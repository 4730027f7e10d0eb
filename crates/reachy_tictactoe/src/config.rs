//! Table configuration loaded from TOML.

use super::codec::{CodecConfig, Region};
use super::orchestrator::TurnConfig;
use super::safety::SafetyConfig;
use derive_getters::Getters;
use derive_more::{Display, Error};
use serde::{Deserialize, Serialize};
use std::path::Path;
use tracing::{debug, info, instrument};

/// Everything needed to set up a table.
///
/// Every field has a default, so an empty file is the reference rig.
#[derive(Debug, Clone, Default, PartialEq, Getters, Serialize, Deserialize)]
pub struct PlaygroundConfig {
    /// Board codec thresholds and regions.
    #[serde(default)]
    codec: CodecConfig,

    /// Coin-flip settings.
    #[serde(default)]
    turns: TurnConfig,

    /// Thermal limits.
    #[serde(default)]
    safety: SafetyConfig,
}

impl PlaygroundConfig {
    /// Creates a configuration from its parts.
    pub fn new(codec: CodecConfig, turns: TurnConfig, safety: SafetyConfig) -> Self {
        Self {
            codec,
            turns,
            safety,
        }
    }

    /// Loads and validates configuration from a TOML file.
    #[instrument(skip(path), fields(path = %path.as_ref().display()))]
    pub fn from_file(path: impl AsRef<Path>) -> Result<Self, ConfigError> {
        debug!("Loading config from file");
        let content = std::fs::read_to_string(path.as_ref())
            .map_err(|e| ConfigError::new(format!("Failed to read config file: {}", e)))?;
        let config = Self::from_toml(&content)?;
        info!("Config loaded successfully");
        Ok(config)
    }

    /// Parses and validates configuration from TOML text.
    pub fn from_toml(content: &str) -> Result<Self, ConfigError> {
        let config: Self = toml::from_str(content)
            .map_err(|e| ConfigError::new(format!("Failed to parse config: {}", e)))?;
        config.validate()?;
        Ok(config)
    }

    /// Renders the configuration as TOML.
    pub fn to_toml(&self) -> Result<String, ConfigError> {
        toml::to_string_pretty(self)
            .map_err(|e| ConfigError::new(format!("Failed to render config: {}", e)))
    }

    /// Rejects values the table cannot run with.
    #[instrument(skip(self))]
    pub fn validate(&self) -> Result<(), ConfigError> {
        unit_interval(
            "codec.cell_confidence_threshold",
            f64::from(*self.codec.cell_confidence_threshold()),
        )?;
        unit_interval(
            "codec.validity_confidence_threshold",
            f64::from(*self.codec.validity_confidence_threshold()),
        )?;
        unit_interval(
            "turns.robot_first_probability",
            *self.turns.robot_first_probability(),
        )?;

        for (row, regions) in self.codec.cell_regions().iter().enumerate() {
            for (col, region) in regions.iter().enumerate() {
                non_degenerate(&format!("codec.cell_regions[{row}][{col}]"), region)?;
            }
        }
        non_degenerate("codec.board_region", self.codec.board_region())?;

        let pause = *self.safety.pause_above_celsius();
        let resume = *self.safety.resume_below_celsius();
        if !pause.is_finite() || !resume.is_finite() || resume >= pause {
            return Err(ConfigError::new(format!(
                "safety.resume_below_celsius ({resume}) must be below safety.pause_above_celsius ({pause})"
            )));
        }
        if *self.safety.poll_interval_ms() == 0 {
            return Err(ConfigError::new(
                "safety.poll_interval_ms must be positive".to_string(),
            ));
        }
        if *self.safety.keep_alive_interval_ms() == 0 {
            return Err(ConfigError::new(
                "safety.keep_alive_interval_ms must be positive".to_string(),
            ));
        }
        Ok(())
    }
}

fn unit_interval(name: &str, value: f64) -> Result<(), ConfigError> {
    if (0.0..=1.0).contains(&value) {
        Ok(())
    } else {
        Err(ConfigError::new(format!(
            "{name} must be within [0, 1], got {value}"
        )))
    }
}

fn non_degenerate(name: &str, region: &Region) -> Result<(), ConfigError> {
    if region.is_degenerate() {
        Err(ConfigError::new(format!("{name} {region} has zero area")))
    } else {
        Ok(())
    }
}

/// Configuration error.
#[derive(Debug, Clone, Display, Error)]
#[display("Config error: {} at {}:{}", message, file, line)]
pub struct ConfigError {
    /// Error message.
    pub message: String,
    /// Line number where error occurred.
    pub line: u32,
    /// Source file where error occurred.
    pub file: &'static str,
}

impl ConfigError {
    /// Creates a new configuration error.
    #[track_caller]
    #[instrument(skip(message))]
    pub fn new(message: String) -> Self {
        let loc = std::panic::Location::caller();
        Self {
            message,
            line: loc.line(),
            file: loc.file(),
        }
    }
}

#[cfg(test)]
mod tests {
    use super::*;

    #[test]
    fn test_empty_toml_is_default() {
        let config = PlaygroundConfig::from_toml("").unwrap();
        assert_eq!(config, PlaygroundConfig::default());
        assert_eq!(*config.codec().cell_confidence_threshold(), 0.9);
        assert_eq!(*config.turns().robot_first_probability(), 0.5);
    }

    #[test]
    fn test_partial_section_keeps_other_defaults() {
        let config = PlaygroundConfig::from_toml(
            "[safety]\npause_above_celsius = 60.0\nresume_below_celsius = 55.0\n",
        )
        .unwrap();
        assert_eq!(*config.safety().pause_above_celsius(), 60.0);
        assert_eq!(*config.safety().poll_interval_ms(), 30_000);
        assert_eq!(*config.codec().validity_confidence_threshold(), 0.65);
    }

    #[test]
    fn test_inverted_hysteresis_rejected() {
        let err = PlaygroundConfig::from_toml(
            "[safety]\npause_above_celsius = 45.0\nresume_below_celsius = 50.0\n",
        )
        .unwrap_err();
        assert!(err.message.contains("resume_below_celsius"));
    }

    #[test]
    fn test_probability_out_of_range_rejected() {
        assert!(PlaygroundConfig::from_toml("[turns]\nrobot_first_probability = 1.5\n").is_err());
    }

    #[test]
    fn test_threshold_out_of_range_rejected() {
        assert!(
            PlaygroundConfig::from_toml("[codec]\ncell_confidence_threshold = -0.1\n").is_err()
        );
    }

    #[test]
    fn test_zero_poll_interval_rejected() {
        assert!(PlaygroundConfig::from_toml("[safety]\npoll_interval_ms = 0\n").is_err());
    }

    #[test]
    fn test_default_renders_and_parses_back() {
        let rendered = PlaygroundConfig::default().to_toml().unwrap();
        let parsed = PlaygroundConfig::from_toml(&rendered).unwrap();
        assert_eq!(parsed, PlaygroundConfig::default());
    }
}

::::

▶ **Task**:
From the records above, copy each line where the word "Serialize" can be found.

▶ **Written answer**:
use serde::{Deserialize, Serialize};
#[derive(Debug, Clone, Default, PartialEq, Getters, Serialize, Deserialize)]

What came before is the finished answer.